The way words look when printed on the page
distinguishes them from language left in other places.
There is something about the paper’s grain
and the coarse detail on the page that lends a full stop gravitas.
Your graffiti might be sophisticated and revolutionary,
but your scorn for Venus, your veneration of a dead rapper,
will never be as subversive, moving or as powerful
as the final paragraph of Kafka’s The Trial in its Everyman edition.
I like looking at ‘philanthropic’ and ‘conscientiousness’
and imagining what processes brought both to this place;
enveloped them between the other words
as though they are locked in the pulp—
the printer’s ink seems woven into the fabric of the paper
like the straw daubed onto a wattle wall;
the wood’s grain a palimpsest made
integral to the characters.
What is it about the words ‘Klebs-Löffler bacillus’,
when printed on a page of the New Oxford Dictionary of English,
that makes them seem as though they have always been
the closest of friends—brothers and sisters, even?
The characters, symbols and illustrations in books
typeset in hot metal, not by computer, were even weightier;
almost as though they might fall through the next page,
the entire book and its dustcovers.
When, in Hedwig Wiedemann’s signed 1886 copy
of Volume 2 of Letters and Journals of Lord Byron (1788-1833)
by Thomas Moore, published by Baudry’s European Library,
Byron petitions Mr Murray for “tooth-brushes,
powder, magnesia, Maccassar oil (or Russia)”,
we soon learn he could never content himself with toiletries;
he also had need of “a bull-dog, a terrier, and two Newfoundland dogs”,
not to mention copies of various rare and hard-to-find books.
I have no need for Gillian B. Cole’s copy of The Correct Guide To Letter Writing,
although it would be more useful than its sister, The Incorrect Guide.
Written, cryptically, by A MEMBER OF THE ARISTOCRACY,
in a typeface ennobled by curlicues, elegant descenders and ascenders,
it contains advice on writing To A Friend, Requesting a Loan;
A Lady to a Gentleman, declining a Proposal of Marriage;
From a Butler to his Master, giving Notice;
To a Bishop; and To His Majesty the King.
Sydney Moseley’s 18th of April entry,
“Bought nearly new bike: £3. Pay by next Friday”,
is reproduced in the Faber Book of Diaries,
and seems invested with so much more urgency
than if it were a headline in the Daily Express,
more than if the words were written in fountain pen.
Those words might be accompanied by a peal of bells,
punctuated by a trumpet fanfare, rather than full stop and colon.
My foxed and moisture-ravaged copy of the fifty-ninth edition
of The Pears Cyclopaedia, published in Autumn 1949,
has a trustworthiness about it, undiminished by being out of date;
whether the subject is Wapping [industrl. Thames-side dist.

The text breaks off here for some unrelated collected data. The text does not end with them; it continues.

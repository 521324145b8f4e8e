//! Synchronous load: read every record, sort, number, correlate.

use super::progress::LoadProgress;
use crate::config::LoadOptions;
use crate::correlate::{color, Correlation, EventCorrelator};
use crate::event::{EventId, TraceEvent};
use crate::string_intern::StringPool;
use crate::tracedat::TraceDatReader;
use crate::traits::{TraceInfo, TraceReader};
use anyhow::Result;
use log::info;
use std::path::Path;
use std::time::Instant;

/// A fully loaded and correlated capture. Owns every event and string.
#[derive(Debug)]
pub struct LoadedTrace {
    pub info: TraceInfo,
    pub events: Vec<TraceEvent>,
    pub correlation: Correlation,
    pub pool: StringPool,
    /// True when the load stopped early on request.
    pub cancelled: bool,
}

impl LoadedTrace {
    /// Sorts `events` by timestamp, assigns dense ids and correlates them.
    pub fn from_events(
        info: TraceInfo,
        mut events: Vec<TraceEvent>,
        mut pool: StringPool,
        options: &LoadOptions,
        progress: Option<&LoadProgress>,
    ) -> Self {
        events.sort_by_key(|e| e.ts);
        for (i, event) in events.iter_mut().enumerate() {
            event.id = i as EventId;
        }

        let mut correlator = EventCorrelator::new(options).with_pid_tgid(&info.pid_tgid);
        if let Some(progress) = progress {
            correlator = correlator.with_progress(progress);
        }
        let correlation = correlator.correlate(&mut events, &info.pid_comm, &mut pool);

        LoadedTrace {
            info,
            events,
            correlation,
            pool,
            cancelled: false,
        }
    }

    pub fn event(&self, id: EventId) -> Option<&TraceEvent> {
        self.events.get(id as usize)
    }

    pub fn set_event_color(&mut self, name: &str, color: u32) -> usize {
        color::set_event_color(&mut self.events, &self.correlation.indices, name, color)
    }

    /// Recomputes auto colors and thread-group colors for new label settings.
    pub fn recolor(&mut self, saturation: f32, alpha: f32) -> usize {
        self.correlation.comms.update_tgid_colors(saturation, alpha, &mut self.pool);
        color::recolor_auto(&mut self.events, saturation, alpha)
    }
}

/// Loads a trace.dat capture.
pub fn load_trace(path: &Path, options: &LoadOptions, progress: &LoadProgress) -> Result<LoadedTrace> {
    load_with(&mut TraceDatReader::new(), path, options, progress)
}

/// Loads a capture with any reader. Cancellation through `progress` keeps
/// the records read so far.
pub fn load_with(
    reader: &mut dyn TraceReader,
    path: &Path,
    options: &LoadOptions,
    progress: &LoadProgress,
) -> Result<LoadedTrace> {
    let start = Instant::now();
    progress.begin();

    let mut pool = StringPool::new();
    let mut events = Vec::new();
    let cancelled_early = progress.is_cancel_requested();
    let result = reader.read(path, options, &mut pool, &mut |_: &TraceInfo, event: TraceEvent| {
        if cancelled_early {
            return true;
        }
        events.push(event);
        progress.record_event();
        progress.is_cancel_requested()
    });
    let info = match result {
        Ok(info) => info,
        Err(e) => {
            progress.fail();
            return Err(e);
        }
    };

    let cancelled = progress.is_cancel_requested();
    let read_time = start.elapsed();
    let mut trace = LoadedTrace::from_events(info, events, pool, options, Some(progress));
    trace.cancelled = cancelled;
    progress.finish(trace.events.len());

    info!(
        "{}: {} events, read {:.2}ms, init {:.2}ms{}",
        path.display(),
        trace.events.len(),
        read_time.as_secs_f64() * 1000.0,
        (start.elapsed() - read_time).as_secs_f64() * 1000.0,
        if cancelled { " (cancelled)" } else { "" }
    );
    Ok(trace)
}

East London]
or Active Bonds [bearing a fixed rate of interest payable in full from the date of issue].
It contains the Preamble to the Covenant of the Charter of the United Nations
and the words are as indelible as the numbers in the Pears Ready Reckoner,
from One-sixteenth of a Penny to Twenty-one Shillings.
Equally foxed is Sir Arthur Quiller-Couch’s On The Art of Reading, 1933.
In his twelfth lecture, from November 6, 1918, he writes that masterpieces
“raise your gorge to defend you from swallowing the fifth-rate, the sham,
the fraudulent”,
and the words are impressed so firmly on the page, your fingers can feel
the indentations made by the type, leaving no doubt about his sincerity.
The marginalia is so tentative, it is found only in pencil on the inside back cover;
as though no one would dare augment Sir Q.-C.’s words on the sublime
with anything more permanent or contextual.
The 1913 edition of Practical Guide To Health by Frederick M. Rossiter, BS, MD,
contains depictions of wet sheet packs (patient partly covered)
and a chapter on Tea, Coffee, Tobacco and Opium.
“When you drink tea, you are bringing a thief into the body”
makes you curious to read what he has to say about opium (not good).
But “Tobacco is a murderer” was prescient
and is stated in such widely spaced characters
that you are encouraged to carefully weigh each word.
The obscurity of a book’s theme cannot diminish the weight of real print;
And I do not need to be a bibliophile to be writing these words,
not even a bookworm or an avid reader;
it is not the book, the binding or the stock that moves me,
but the words laid out on the page
like ribbons of imagination joined by invisible thread
and mysteriously bonded with the molecules of paper,
as though a writer’s thoughts have been made substantial beneath my fingers.